Timebandit Timebandit's picture
Mr. Magoo Mr. Magoo's picture

I suppose I shouldn't root for any invasive species, but I can't help being fascinated by the marble crayfish.

tl;dr:  a species of crayfish that appears to have spontaneously and naturally evolved the ability to reproduce asexually.

WWWTT

@JKR and Sean in Ottawa 

An environmental bill of rights would be very powerful! 

I seriously doubt something like that would ever be worked into the Canadian charter of rights and freedoms and or the constitution? For the simple reason that the charter lacks any mechanisms for changing evolving. 

This is probably a strong enough issue that deserves it’s own thread, not sure if it relates to invasive species?

WWWTT

@Mr Magoo 

I never heard of those tent worm? Caterpillars I’m guessing?

Here’s a list of invasive species to Australia 

https://wikivisually.com/wiki/List_of_invasive_species_in_Australia

Cane toad is in there. 

Sean in Ottawa

It is definitely a global problem. One of my Chinese friends mentionned that the some 55 invasive species were found in the Three Gorges Dam drainage area including a water hyacinth that threatens to interfere with its pipes.
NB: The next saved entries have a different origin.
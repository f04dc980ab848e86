//! Channel-shaped interface to the consensus engine
//!
//! The consensus/log-replication engine itself is an external
//! collaborator; this module pins down the only surface the state machine
//! sees of it:
//!
//! - an outbound proposal channel taking one opaque serialized transaction
//!   per send,
//! - an inbound commit feed yielding entries in an order identical on
//!   every replica,
//! - an inbound error feed yielding at most one terminal error,
//! - a snapshot loader keyed to the log's compaction point (the save side
//!   is pulled by the engine through [`crate::Ledger::snapshot`]).

use crate::{Error, Result};
use parking_lot::Mutex;
use tokio::sync::mpsc;

/// One value off the commit feed
#[derive(Debug, Clone, PartialEq, Eq)]
pub enum Commit {
    /// A serialized transaction agreed by the cluster
    Entry(Vec<u8>),

    /// Sentinel marking the end of replay, or an instruction to reload
    /// the persisted snapshot
    Boundary,
}

/// Outbound proposal channel. Send blocks when the consensus intake is
/// saturated; no timeout is imposed at this layer.
pub type ProposalSender = mpsc::Sender<Vec<u8>>;

/// Consensus-side receiver of proposals
pub type ProposalReceiver = mpsc::Receiver<Vec<u8>>;

/// Inbound commit feed
pub type CommitReceiver = mpsc::Receiver<Commit>;

/// Commit feed sender, held by the consensus engine
pub type CommitSender = mpsc::Sender<Commit>;

/// Inbound error feed; receipt of any value is fatal
pub type ErrorReceiver = mpsc::Receiver<Error>;

/// Error feed sender, held by the consensus engine
pub type ErrorSender = mpsc::Sender<Error>;

/// Source of the snapshot persisted at the consensus log's compaction
/// point. `Ok(None)` means no snapshot exists yet, which is normal at
/// startup.
pub trait SnapshotLoader: Send + Sync {
    /// Load the latest persisted snapshot, if any
    fn load(&self) -> Result<Option<Vec<u8>>>;
}

/// Snapshot store backed by process memory, for tests and single-process
/// nodes. The engine side saves through [`InMemorySnapshots::save`]; the
/// ledger side loads through [`SnapshotLoader`].
#[derive(Debug, Default)]
pub struct InMemorySnapshots {
    latest: Mutex<Option<Vec<u8>>>,
}

impl InMemorySnapshots {
    /// Create an empty store
    pub fn new() -> Self {
        Self::default()
    }

    /// Replace the persisted snapshot
    pub fn save(&self, snapshot: Vec<u8>) {
        *self.latest.lock() = Some(snapshot);
    }
}

impl SnapshotLoader for InMemorySnapshots {
    fn load(&self) -> Result<Option<Vec<u8>>> {
        Ok(self.latest.lock().clone())
    }
}

/// Snapshot loader for nodes running without compaction
#[derive(Debug, Default, Clone, Copy)]
pub struct NoSnapshots;

impl SnapshotLoader for NoSnapshots {
    fn load(&self) -> Result<Option<Vec<u8>>> {
        Ok(None)
    }
}

/// A loader that fails, for exercising the fatal snapshot path
#[cfg(test)]
pub(crate) struct BrokenSnapshots;

#[cfg(test)]
impl SnapshotLoader for BrokenSnapshots {
    fn load(&self) -> Result<Option<Vec<u8>>> {
        Err(Error::Snapshot("backing store unavailable".to_string()))
    }
}

#[cfg(test)]
mod tests {
    use super::*;

    #[test]
    fn test_in_memory_snapshots_round_trip() {
        let store = InMemorySnapshots::new();
        assert_eq!(store.load().unwrap(), None);

        store.save(vec![1, 2, 3]);
        assert_eq!(store.load().unwrap(), Some(vec![1, 2, 3]));

        store.save(vec![4]);
        assert_eq!(store.load().unwrap(), Some(vec![4]));
    }

    #[test]
    fn test_no_snapshots_always_empty() {
        assert_eq!(NoSnapshots.load().unwrap(), None);
    }
}
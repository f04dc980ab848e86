//! Error types for the ledger

use thiserror::Error;

/// Result type for ledger operations
pub type Result<T> = std::result::Result<T, Error>;

/// Ledger errors
#[derive(Error, Debug)]
pub enum Error {
    /// Malformed or missing public key at transaction construction
    #[error("invalid address: {0}")]
    InvalidAddress(String),

    /// Signature does not verify against the source key
    #[error("invalid signature: {0}")]
    InvalidSignature(String),

    /// Operation not permitted for this transaction kind
    #[error("invalid operation: {0}")]
    InvalidOperation(String),

    /// Empty or otherwise unusable currency identifier
    #[error("invalid currency: {0}")]
    InvalidCurrency(String),

    /// Source account cannot cover the requested amount
    #[error("insufficient balance: {0}")]
    InsufficientBalance(String),

    /// Wire or snapshot serialization error
    #[error("serialization error: {0}")]
    Serialization(#[from] bincode::Error),

    /// Snapshot could not be loaded or parsed
    #[error("snapshot error: {0}")]
    Snapshot(String),

    /// Consensus channel failure (proposal intake closed, terminal error feed)
    #[error("consensus error: {0}")]
    Consensus(String),

    /// Concurrency error (apply loop gone, channel closed)
    #[error("concurrency error: {0}")]
    Concurrency(String),

    /// Configuration error
    #[error("configuration error: {0}")]
    Config(String),

    /// Metrics registration error
    #[error("metrics error: {0}")]
    Metrics(String),

    /// IO error
    #[error("IO error: {0}")]
    Io(#[from] std::io::Error),
}

impl From<prometheus::Error> for Error {
    fn from(err: prometheus::Error) -> Self {
        Error::Metrics(err.to_string())
    }
}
The Chinese also complain about the American Bullfrog which is an invasive species there -- so not only do they have to deal with regular American bullshit but also the bullfrog.

In Asia they also have an invasive carp species -- it is the European carp and similarly it lacks preditors.

The Chinese are also dealing with an American bottom feeder - other than Trump. This is the Common North American Catfish which has taken hold there. As well small mouth Bass and large mouth Bass have become invasive there. Possibly brought in for sport fishing.

WWWTT

I believe all the fish species you mentioned were originally brought in for food. I have seen live lm bass in aquariums at supermarkets. And this was in Guangxi. Never seen sm bass. That must be in the northern provinces because sm bass are better at tolerating the cold winter and will die off in warmer sub tropical waters. 

I have eaten catfish and carp in YangShou Guangxi before. It’s actually a famous dish there. So I suspect those sub species were introduced as food  

But back to Canada, I have heard from a couple people at the Ontario MNR that even Walley was an invasive species in some parts of Ontario! Believe it or not. 

I know brown trout is another introduced from Europe. As well as other salmon species. In around the Great Lakes.  

But you never hear anyone complain about those fish?

Sean in Ottawa

WWWTT wrote:

I believe all the fish species you mentioned were originally brought in for food. I have seen live lm bass in aquariums at supermarkets. And this was in Guangxi. Never seen sm bass. That must be in the northern provinces because sm bass are better at tolerating the cold winter and will die off in warmer sub tropical waters. 

I have eaten catfish and carp in YangShou Guangxi before. It’s actually a famous dish there. So I suspect those sub species were introduced as food  

But back to Canada, I have heard from a couple people at the Ontario MNR that even Walley was an invasive species in some parts of Ontario! Believe it or not. 

I know brown trout is another introduced from Europe. As well as other salmon species. In around the Great Lakes.  

But you never hear anyone complain about those fish?

As I understand it the invasive species are judged based on the impact they have. These species are not just from another place but they are damaging the local species.

Some of these species in China are having terrible impacts on the local fish or environment much as the Asian Carp is here.

Of course eventually a new ecosystem will prevail - some may go extinct and the former invasive specieis may be displaced in the future. The issue is not that they may be accepted later but what they take away now.

I am not sure what specieis made room for the current fish we have.

Also the Asian carp is voracious and can leave nothing behind so it is long like previous ones.

The Hyacinth I mentionned is also extremely damaging. I am not sure of the degrees of the others.